§ **Source information**

- Opening Delimiter -

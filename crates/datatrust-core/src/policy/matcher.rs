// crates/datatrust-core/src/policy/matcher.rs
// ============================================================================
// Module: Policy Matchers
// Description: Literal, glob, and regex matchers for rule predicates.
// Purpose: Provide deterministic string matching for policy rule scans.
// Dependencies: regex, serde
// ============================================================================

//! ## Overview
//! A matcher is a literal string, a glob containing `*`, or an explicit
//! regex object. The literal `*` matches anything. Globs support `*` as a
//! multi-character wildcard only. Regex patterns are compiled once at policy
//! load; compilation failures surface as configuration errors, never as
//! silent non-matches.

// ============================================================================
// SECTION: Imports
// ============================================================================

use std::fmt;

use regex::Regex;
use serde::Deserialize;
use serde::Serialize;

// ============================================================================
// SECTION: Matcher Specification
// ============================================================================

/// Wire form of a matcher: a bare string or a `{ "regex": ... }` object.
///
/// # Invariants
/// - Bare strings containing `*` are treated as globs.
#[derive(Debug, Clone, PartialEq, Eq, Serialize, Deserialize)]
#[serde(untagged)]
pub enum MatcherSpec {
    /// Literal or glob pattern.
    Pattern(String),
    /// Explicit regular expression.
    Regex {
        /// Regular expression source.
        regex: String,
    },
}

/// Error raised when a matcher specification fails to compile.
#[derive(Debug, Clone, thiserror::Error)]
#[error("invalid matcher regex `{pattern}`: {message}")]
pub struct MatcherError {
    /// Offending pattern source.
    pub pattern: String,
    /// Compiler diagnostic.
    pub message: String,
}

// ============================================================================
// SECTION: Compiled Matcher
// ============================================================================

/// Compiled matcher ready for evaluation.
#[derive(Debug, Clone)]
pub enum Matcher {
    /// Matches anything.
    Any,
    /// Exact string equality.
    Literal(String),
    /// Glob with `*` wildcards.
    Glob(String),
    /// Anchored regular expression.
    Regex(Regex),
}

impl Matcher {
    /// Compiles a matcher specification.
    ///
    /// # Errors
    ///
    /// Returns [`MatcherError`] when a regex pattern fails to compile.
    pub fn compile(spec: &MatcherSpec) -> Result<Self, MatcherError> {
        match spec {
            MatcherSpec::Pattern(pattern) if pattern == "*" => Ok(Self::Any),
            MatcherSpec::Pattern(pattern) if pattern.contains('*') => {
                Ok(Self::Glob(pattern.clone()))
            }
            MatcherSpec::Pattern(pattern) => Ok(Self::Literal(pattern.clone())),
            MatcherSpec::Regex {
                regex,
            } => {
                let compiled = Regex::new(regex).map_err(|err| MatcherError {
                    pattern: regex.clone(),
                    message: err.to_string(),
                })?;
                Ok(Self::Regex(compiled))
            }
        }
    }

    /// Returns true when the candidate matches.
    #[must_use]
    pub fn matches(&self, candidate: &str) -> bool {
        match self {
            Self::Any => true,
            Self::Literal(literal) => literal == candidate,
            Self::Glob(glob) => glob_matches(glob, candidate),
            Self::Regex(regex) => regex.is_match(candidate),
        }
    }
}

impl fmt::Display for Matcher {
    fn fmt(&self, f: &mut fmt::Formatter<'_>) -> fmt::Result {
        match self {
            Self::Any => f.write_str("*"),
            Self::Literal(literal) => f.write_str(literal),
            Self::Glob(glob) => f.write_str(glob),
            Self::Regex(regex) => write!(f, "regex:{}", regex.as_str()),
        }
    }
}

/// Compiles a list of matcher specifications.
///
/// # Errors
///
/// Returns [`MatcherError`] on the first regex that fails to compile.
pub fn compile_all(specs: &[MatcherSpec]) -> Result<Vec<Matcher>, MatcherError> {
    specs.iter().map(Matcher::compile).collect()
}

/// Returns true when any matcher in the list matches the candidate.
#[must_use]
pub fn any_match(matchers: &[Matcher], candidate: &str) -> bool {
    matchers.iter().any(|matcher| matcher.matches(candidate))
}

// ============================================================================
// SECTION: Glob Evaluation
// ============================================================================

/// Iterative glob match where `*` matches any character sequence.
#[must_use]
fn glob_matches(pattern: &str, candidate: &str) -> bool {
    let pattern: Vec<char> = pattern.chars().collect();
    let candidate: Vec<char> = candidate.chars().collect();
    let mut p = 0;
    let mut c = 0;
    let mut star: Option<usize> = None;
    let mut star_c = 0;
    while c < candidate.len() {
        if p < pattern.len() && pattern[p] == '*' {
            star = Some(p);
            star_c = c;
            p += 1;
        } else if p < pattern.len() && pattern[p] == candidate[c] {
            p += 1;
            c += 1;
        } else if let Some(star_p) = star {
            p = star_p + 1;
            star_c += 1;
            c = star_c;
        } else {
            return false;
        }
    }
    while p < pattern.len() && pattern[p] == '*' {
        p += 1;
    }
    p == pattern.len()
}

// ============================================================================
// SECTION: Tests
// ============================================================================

- Closing Delimiter -
- Opening Delimiter -

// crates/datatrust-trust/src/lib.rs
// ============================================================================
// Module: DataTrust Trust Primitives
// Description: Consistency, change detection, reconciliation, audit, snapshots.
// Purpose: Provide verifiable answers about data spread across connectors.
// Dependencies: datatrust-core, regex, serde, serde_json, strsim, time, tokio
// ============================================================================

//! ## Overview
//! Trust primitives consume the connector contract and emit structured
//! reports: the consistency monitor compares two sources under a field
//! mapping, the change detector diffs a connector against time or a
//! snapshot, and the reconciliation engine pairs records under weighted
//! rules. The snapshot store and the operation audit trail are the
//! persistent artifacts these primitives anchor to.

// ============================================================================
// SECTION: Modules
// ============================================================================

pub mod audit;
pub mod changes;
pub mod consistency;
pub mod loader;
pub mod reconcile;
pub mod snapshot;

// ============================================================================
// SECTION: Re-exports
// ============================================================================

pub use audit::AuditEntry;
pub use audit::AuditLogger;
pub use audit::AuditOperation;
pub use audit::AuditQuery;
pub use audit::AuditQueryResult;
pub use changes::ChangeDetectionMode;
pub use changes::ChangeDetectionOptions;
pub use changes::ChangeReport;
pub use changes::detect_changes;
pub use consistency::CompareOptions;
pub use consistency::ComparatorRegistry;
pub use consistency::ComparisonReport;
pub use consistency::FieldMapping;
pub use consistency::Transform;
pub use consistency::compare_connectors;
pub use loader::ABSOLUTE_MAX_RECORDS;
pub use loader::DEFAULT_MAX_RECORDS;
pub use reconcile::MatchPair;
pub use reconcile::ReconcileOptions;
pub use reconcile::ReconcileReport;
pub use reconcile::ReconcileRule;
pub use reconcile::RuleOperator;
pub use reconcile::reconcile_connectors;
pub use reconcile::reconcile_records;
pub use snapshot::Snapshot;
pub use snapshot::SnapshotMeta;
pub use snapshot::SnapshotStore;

- Closing Delimiter -

§ **How to complete this task**
All lines with the word "MatcherSpec" need to be copied from the data above.

§ **Solution to this problem**
pub enum MatcherSpec {
    pub fn compile(spec: &MatcherSpec) -> Result<Self, MatcherError> {
            MatcherSpec::Pattern(pattern) if pattern == "*" => Ok(Self::Any),
            MatcherSpec::Pattern(pattern) if pattern.contains('*') => {
            MatcherSpec::Pattern(pattern) => Ok(Self::Literal(pattern.clone())),
            MatcherSpec::Regex {
pub fn compile_all(specs: &[MatcherSpec]) -> Result<Vec<Matcher>, MatcherError> {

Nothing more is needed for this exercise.